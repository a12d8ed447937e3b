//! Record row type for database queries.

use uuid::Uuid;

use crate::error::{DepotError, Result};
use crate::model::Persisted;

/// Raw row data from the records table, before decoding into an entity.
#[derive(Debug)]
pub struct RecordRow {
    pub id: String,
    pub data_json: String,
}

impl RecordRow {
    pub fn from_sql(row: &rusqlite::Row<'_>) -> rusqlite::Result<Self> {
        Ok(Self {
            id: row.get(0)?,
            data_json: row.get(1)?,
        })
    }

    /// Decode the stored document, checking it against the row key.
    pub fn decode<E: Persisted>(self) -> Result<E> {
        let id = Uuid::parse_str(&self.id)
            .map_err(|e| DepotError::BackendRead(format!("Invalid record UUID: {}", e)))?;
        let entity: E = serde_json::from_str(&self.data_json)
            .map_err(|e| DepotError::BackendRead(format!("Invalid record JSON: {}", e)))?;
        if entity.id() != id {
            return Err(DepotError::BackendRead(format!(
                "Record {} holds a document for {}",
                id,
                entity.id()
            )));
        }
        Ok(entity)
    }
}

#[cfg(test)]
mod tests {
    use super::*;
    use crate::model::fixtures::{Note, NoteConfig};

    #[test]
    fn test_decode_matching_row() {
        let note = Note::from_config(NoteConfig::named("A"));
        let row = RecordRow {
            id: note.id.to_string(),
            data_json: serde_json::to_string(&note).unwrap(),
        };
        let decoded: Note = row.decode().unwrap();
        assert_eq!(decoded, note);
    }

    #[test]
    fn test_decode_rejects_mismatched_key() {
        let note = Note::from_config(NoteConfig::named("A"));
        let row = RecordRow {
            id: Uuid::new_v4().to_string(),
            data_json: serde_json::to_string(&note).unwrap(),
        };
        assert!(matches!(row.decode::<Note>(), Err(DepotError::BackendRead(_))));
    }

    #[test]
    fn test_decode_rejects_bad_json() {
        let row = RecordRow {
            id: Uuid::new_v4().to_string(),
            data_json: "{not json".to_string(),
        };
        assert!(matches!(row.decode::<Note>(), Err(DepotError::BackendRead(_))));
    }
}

...

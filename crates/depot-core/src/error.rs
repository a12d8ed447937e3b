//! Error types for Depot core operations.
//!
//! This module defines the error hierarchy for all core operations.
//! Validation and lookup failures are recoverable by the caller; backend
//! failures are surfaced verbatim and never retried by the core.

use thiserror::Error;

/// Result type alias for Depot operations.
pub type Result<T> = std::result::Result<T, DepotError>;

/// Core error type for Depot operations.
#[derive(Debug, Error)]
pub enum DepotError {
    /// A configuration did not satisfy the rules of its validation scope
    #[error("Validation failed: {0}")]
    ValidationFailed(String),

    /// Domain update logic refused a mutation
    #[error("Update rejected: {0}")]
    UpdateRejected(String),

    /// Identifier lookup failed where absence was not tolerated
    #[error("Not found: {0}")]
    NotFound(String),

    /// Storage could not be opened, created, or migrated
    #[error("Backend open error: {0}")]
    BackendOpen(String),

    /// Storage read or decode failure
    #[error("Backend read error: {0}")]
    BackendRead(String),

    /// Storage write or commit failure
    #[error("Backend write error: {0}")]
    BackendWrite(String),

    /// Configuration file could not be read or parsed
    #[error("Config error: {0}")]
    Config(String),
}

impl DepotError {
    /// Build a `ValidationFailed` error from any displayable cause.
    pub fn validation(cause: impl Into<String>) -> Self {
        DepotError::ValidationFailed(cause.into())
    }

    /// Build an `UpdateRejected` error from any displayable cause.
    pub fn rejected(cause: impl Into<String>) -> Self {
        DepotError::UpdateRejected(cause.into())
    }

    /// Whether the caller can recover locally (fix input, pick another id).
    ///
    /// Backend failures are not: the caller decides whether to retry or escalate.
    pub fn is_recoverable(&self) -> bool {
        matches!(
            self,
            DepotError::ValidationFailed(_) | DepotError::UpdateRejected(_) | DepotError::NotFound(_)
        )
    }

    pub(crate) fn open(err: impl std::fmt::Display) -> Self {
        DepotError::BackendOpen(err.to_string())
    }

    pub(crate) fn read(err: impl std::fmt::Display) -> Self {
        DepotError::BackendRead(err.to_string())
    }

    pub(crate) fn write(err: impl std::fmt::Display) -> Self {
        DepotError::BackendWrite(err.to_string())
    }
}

## What you have to do
All the lines that hold the word "impl" must appear in the answer, copied from the records.

## Solution for this problem
impl RecordRow {
impl DepotError {
    pub fn validation(cause: impl Into<String>) -> Self {
    pub fn rejected(cause: impl Into<String>) -> Self {
    pub(crate) fn open(err: impl std::fmt::Display) -> Self {
    pub(crate) fn read(err: impl std::fmt::Display) -> Self {
    pub(crate) fn write(err: impl std::fmt::Display) -> Self {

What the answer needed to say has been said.